**Your instructions**
Please filter the listing for the string "hardware" and copy each matching line.

Records to process START

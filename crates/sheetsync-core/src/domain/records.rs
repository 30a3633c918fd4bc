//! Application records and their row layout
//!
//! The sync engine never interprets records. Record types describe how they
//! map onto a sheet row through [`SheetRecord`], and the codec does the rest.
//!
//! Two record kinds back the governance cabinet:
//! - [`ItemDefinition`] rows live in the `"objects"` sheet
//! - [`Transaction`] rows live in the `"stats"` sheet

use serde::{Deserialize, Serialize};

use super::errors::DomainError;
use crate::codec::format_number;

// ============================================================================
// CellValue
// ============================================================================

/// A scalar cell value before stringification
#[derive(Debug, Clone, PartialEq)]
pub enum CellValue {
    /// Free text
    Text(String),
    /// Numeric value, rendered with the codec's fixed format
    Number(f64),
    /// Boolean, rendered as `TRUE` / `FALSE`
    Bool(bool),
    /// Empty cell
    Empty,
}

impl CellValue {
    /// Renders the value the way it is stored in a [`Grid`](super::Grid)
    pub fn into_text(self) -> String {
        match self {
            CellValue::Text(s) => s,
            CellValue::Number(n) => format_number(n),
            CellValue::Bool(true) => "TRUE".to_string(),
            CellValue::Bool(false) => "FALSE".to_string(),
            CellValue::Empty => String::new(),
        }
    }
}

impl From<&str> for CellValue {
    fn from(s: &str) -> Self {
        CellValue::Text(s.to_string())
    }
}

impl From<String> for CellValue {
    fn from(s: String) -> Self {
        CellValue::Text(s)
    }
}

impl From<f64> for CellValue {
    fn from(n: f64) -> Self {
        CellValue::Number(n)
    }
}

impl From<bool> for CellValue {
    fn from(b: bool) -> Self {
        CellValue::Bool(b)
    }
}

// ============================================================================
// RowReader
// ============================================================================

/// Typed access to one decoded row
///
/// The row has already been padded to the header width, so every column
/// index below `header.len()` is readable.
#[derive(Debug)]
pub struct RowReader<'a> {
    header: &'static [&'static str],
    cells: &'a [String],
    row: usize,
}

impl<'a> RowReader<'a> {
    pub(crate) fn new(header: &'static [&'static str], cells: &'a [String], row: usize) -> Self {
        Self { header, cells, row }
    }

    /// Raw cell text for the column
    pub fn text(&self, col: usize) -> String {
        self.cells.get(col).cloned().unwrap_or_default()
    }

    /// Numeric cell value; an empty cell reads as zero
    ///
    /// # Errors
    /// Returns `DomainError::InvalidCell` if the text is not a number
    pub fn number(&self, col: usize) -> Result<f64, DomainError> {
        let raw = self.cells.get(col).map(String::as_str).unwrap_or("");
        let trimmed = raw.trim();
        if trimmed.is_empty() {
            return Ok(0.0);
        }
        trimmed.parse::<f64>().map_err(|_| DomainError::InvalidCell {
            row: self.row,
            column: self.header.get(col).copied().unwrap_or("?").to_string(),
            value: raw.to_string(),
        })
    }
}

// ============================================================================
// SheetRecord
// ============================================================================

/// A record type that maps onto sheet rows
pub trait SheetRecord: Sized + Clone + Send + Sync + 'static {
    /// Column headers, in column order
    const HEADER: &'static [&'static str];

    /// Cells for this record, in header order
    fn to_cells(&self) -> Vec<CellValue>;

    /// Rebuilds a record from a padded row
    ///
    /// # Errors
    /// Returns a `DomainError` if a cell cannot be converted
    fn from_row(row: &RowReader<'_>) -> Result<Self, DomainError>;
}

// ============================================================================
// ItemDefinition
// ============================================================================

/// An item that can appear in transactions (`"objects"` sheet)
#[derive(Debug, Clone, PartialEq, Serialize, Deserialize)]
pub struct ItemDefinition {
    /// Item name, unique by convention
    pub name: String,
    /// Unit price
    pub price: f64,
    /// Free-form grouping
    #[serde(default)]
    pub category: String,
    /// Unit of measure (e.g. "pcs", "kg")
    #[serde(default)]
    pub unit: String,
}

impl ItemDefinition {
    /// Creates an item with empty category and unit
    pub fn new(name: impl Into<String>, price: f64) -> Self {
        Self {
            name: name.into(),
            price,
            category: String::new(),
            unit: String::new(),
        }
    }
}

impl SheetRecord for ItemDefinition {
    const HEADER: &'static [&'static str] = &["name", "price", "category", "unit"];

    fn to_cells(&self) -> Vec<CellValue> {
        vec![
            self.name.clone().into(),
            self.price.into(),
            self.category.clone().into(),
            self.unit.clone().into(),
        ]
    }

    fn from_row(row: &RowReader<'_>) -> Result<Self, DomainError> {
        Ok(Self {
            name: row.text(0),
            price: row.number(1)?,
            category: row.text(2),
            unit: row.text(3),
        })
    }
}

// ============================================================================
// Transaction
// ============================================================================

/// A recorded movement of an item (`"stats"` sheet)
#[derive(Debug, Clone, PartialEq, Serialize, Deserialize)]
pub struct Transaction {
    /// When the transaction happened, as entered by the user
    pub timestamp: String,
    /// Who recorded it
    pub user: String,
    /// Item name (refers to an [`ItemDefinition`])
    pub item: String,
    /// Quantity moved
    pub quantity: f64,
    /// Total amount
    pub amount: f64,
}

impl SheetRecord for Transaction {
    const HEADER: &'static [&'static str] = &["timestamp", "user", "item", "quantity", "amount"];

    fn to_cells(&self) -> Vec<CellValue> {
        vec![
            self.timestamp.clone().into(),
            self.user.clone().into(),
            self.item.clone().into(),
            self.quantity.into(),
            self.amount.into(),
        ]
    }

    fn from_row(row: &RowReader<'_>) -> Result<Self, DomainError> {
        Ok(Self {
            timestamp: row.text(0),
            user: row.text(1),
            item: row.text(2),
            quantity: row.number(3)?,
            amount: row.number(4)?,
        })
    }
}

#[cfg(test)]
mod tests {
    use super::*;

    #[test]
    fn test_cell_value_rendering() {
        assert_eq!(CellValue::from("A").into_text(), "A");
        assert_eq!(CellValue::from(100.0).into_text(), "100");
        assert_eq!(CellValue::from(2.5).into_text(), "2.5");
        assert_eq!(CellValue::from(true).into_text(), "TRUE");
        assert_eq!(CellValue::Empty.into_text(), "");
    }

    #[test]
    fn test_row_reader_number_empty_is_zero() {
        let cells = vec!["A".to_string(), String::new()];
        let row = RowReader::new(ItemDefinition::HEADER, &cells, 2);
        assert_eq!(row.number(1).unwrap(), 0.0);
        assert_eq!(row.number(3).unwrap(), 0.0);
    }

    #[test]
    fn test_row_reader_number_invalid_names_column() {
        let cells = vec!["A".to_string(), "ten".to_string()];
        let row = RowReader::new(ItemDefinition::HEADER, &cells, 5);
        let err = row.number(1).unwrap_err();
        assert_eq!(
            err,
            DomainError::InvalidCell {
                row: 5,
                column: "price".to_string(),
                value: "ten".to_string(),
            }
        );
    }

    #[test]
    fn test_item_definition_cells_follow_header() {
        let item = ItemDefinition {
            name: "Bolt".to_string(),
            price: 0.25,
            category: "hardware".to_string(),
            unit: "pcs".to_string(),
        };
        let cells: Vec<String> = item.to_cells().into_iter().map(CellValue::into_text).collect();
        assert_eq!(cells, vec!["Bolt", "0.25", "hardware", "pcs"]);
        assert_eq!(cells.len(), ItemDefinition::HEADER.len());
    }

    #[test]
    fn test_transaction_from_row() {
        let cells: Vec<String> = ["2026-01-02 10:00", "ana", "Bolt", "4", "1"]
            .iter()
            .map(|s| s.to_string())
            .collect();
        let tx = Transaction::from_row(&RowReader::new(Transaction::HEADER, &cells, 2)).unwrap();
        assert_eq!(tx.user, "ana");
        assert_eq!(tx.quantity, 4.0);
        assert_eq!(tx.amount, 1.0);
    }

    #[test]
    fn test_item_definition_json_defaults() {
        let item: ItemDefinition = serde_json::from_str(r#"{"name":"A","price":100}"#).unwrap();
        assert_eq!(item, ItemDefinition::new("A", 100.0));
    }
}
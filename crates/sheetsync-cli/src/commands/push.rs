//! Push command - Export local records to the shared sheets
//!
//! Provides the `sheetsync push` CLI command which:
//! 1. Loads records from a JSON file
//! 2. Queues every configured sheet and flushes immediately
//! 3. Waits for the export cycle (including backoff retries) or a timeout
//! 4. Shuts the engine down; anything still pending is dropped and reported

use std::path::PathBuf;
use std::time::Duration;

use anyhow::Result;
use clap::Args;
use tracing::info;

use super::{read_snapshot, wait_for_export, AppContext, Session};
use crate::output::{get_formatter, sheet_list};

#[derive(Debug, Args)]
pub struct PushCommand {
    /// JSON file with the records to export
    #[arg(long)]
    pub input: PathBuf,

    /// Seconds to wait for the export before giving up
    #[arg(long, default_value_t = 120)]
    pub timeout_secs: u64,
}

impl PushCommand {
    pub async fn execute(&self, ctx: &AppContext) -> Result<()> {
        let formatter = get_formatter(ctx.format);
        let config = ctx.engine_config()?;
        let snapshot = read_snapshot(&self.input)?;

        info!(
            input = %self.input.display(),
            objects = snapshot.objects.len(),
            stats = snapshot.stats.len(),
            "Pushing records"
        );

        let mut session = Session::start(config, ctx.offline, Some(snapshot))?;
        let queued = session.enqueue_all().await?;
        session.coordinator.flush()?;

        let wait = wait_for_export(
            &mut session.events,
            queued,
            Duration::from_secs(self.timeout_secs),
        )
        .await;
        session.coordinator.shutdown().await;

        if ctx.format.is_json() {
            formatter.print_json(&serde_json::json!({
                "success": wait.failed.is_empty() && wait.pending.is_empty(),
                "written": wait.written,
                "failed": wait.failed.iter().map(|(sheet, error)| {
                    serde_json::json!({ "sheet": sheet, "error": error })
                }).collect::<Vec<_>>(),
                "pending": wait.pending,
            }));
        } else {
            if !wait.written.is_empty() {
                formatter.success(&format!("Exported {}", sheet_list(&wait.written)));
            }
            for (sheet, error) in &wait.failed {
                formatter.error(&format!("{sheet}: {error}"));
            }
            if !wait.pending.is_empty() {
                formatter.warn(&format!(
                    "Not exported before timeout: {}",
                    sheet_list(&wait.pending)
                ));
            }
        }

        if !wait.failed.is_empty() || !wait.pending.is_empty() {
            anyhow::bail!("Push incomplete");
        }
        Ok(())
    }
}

Records to process END

**Solution to the exercise**
            category: "hardware".to_string(),
        assert_eq!(cells, vec!["Bolt", "0.25", "hardware", "pcs"]);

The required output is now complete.